Publisher activities range from Cambridge University Press offering free access to its 20 most influential books—including works by Plato, René Descartes and Eric Hobsbawm (through www.cambridge.org/abw); to Palgrave Macmillan’s new Palgrave Pivot title, The Academic Book of the Future, edited by Rebecca E Lyons and Rayner, with contributors including Frances Pinter of Manchester University Press and Jaki Hawker of Blackwell’s. Jenny McCall, editorial director for humanities at Palgrave Macmillan, said she hoped the book—in Pivot’s digital-first format, which represents one exploration of what the book of the future might look like—would be “a thought-provoking contribution to the debate”.
Richard Fisher, academic correspondent of the Independent Publishers Guild, who is participating in four ABW events, said: “It’s an excellent initiative at a time when there are lots of challenges to academic books. The UK is a massive net exporter [of scholarly work, which is] a successful part of UK PLC, and this showcases the breadth and excellence of the sector. The problem is that so much discussion of scholarly communication is centred on journals at a HEFCE [Higher Education Funding Council for England] and government level; the whole Open Access agenda is driven by science journals, and books are an afterthought.”
Andrew Lake, academic range buyer at Waterstones, said the chain’s six academic stores, in addition to its regular branches in Birmingham, Manchester and Leeds, were all engaging with the Top 20 list, the idea of the Booksellers Association’s Academic, Professional and Specialist group. “It’s a great chance to raise the profile of academic books and the academic book market,” he said. “The timing is also helpful—just after school half-term and just before the move into peak [sales] for Christmas.”

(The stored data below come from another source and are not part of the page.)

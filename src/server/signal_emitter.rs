//! Signal subscriptions and fire-and-forget broadcast.
//!
//! Each subscriber connection has exactly one delivery queue; a forwarding
//! task drains it in order, so emission order is preserved per subscriber.

use crate::daemon_log::daemon_log;
use crate::rpc::{
    BusError, BusResult, Destination, GeofenceNotification, MatchRule, SignalKind, SubscriptionId,
};
use std::collections::{BTreeMap, HashMap};
use tokio::sync::mpsc;

/// One signal queued for a subscriber connection.
#[derive(Debug, Clone, PartialEq, Eq)]
pub struct Delivery {
    pub subscription: SubscriptionId,
    pub kind: SignalKind,
    pub notification: GeofenceNotification,
}

/// An installed match rule.
#[derive(Debug, Clone, PartialEq, Eq)]
pub struct Subscription {
    pub id: SubscriptionId,
    pub owner: String,
    pub rule: MatchRule,
}

pub struct SignalEmitter {
    origin: Destination,
    subscriptions: BTreeMap<SubscriptionId, Subscription>,
    sinks: HashMap<String, mpsc::UnboundedSender<Delivery>>,
    next_id: SubscriptionId,
}

impl SignalEmitter {
    /// Creates an emitter for signals originating from `origin`.
    pub fn new(origin: Destination) -> Self {
        Self {
            origin,
            subscriptions: BTreeMap::new(),
            sinks: HashMap::new(),
            next_id: 1,
        }
    }

    /// Register the delivery queue of a connection's signal channel.
    /// A second attach for the same identity replaces the first queue.
    pub fn attach_sink(&mut self, identity: &str, queue: mpsc::UnboundedSender<Delivery>) {
        if self.sinks.insert(identity.to_string(), queue).is_some() {
            daemon_log("signal", &format!("Replaced signal sink of {}", identity));
        }
    }

    pub fn has_sink(&self, identity: &str) -> bool {
        self.sinks.contains_key(identity)
    }

    pub fn add_match(&mut self, owner: &str, rule: MatchRule) -> BusResult<SubscriptionId> {
        if !self.sinks.contains_key(owner) {
            return Err(BusError::NoSignalSink);
        }
        let id = self.next_id;
        self.next_id += 1;
        self.subscriptions.insert(
            id,
            Subscription {
                id,
                owner: owner.to_string(),
                rule,
            },
        );
        Ok(id)
    }

    /// Remove a subscription; only its owner may remove it.
    pub fn remove_match(&mut self, owner: &str, id: SubscriptionId) -> BusResult<Subscription> {
        match self.subscriptions.get(&id) {
            Some(subscription) if subscription.owner == owner => {}
            _ => return Err(BusError::UnknownSubscription { id }),
        }
        self.subscriptions
            .remove(&id)
            .ok_or(BusError::UnknownSubscription { id })
    }

    /// Drop the sink and every subscription of a connection that went away.
    pub fn remove_owner(&mut self, owner: &str) -> Vec<Subscription> {
        self.sinks.remove(owner);
        let ids: Vec<SubscriptionId> = self
            .subscriptions
            .values()
            .filter(|subscription| subscription.owner == owner)
            .map(|subscription| subscription.id)
            .collect();
        ids.into_iter()
            .filter_map(|id| self.subscriptions.remove(&id))
            .collect()
    }

    /// Queue `notification` for every matching subscription.
    ///
    /// Returns the number of deliveries queued. Zero subscribers is not an error,
    /// and a closed queue only affects its own subscriber.
    pub fn emit(&self, kind: SignalKind, notification: &GeofenceNotification) -> usize {
        let mut queued = 0;
        for subscription in self.subscriptions.values() {
            if !subscription.rule.matches(&self.origin, kind) {
                continue;
            }
            let Some(sink) = self.sinks.get(&subscription.owner) else {
                continue;
            };
            let delivery = Delivery {
                subscription: subscription.id,
                kind,
                notification: notification.clone(),
            };
            if sink.send(delivery).is_ok() {
                queued += 1;
            } else {
                daemon_log(
                    "signal",
                    &format!("Dropped {} for closed sink {}", kind, subscription.owner),
                );
            }
        }
        queued
    }

    pub fn subscription_count(&self) -> usize {
        self.subscriptions.len()
    }

    pub fn origin(&self) -> &Destination {
        &self.origin
    }
}

#[cfg(test)]
#[path = "tests/signal_emitter_tests.rs"]
mod tests;
//! Geofence client.
//!
//! - **Proxy (`proxy.rs`)**: `GeofenceClient`, the application-facing API.
//! - **Connection (`connection.rs`)**: method and signal channels to one server.
//! - **Query (`query.rs`)**: single-pass record sequences returned by queries.

pub mod connection;
pub mod proxy;
pub mod query;

pub use connection::{Connection, SignalHandler};
pub use proxy::GeofenceClient;
pub use query::{PlaceName, QueryResult, Records};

Peter Lake of John Smith’s added: “It’s an opportunity to see if you can spark engagement with the varieties of research—we are holding events on war poetry, Scottish politics and Einstein. It’s nice to be seen as part of the academic community and to reinforce those links.”
The bookseller–friendly Top 20 (see sidebar right) has sparked controversy among academics, with some objecting that the books chosen are not academic-authored. But Dr Sarah Barrow of the University of Lincoln, who sits on the Academic Book of the Future advisory group, said: “It’s good to provoke discussion; I can understand [the objections], but there are some great books on that list.”
Meanwhile, publishers say they are looking forward to the debates ABW will generate, which will help to inform their future path. Kiren Shoman, executive editor, editorial at SAGE, said: “Asking how the academic book is changing, and probing today’s audience/readers of the academic book, will help us all in terms of understanding how this type of book is developing. As technology enables new outlets for, and responses to, academic work, it’s really good to ensure we’re checking in on the accessibility of the academic book too.”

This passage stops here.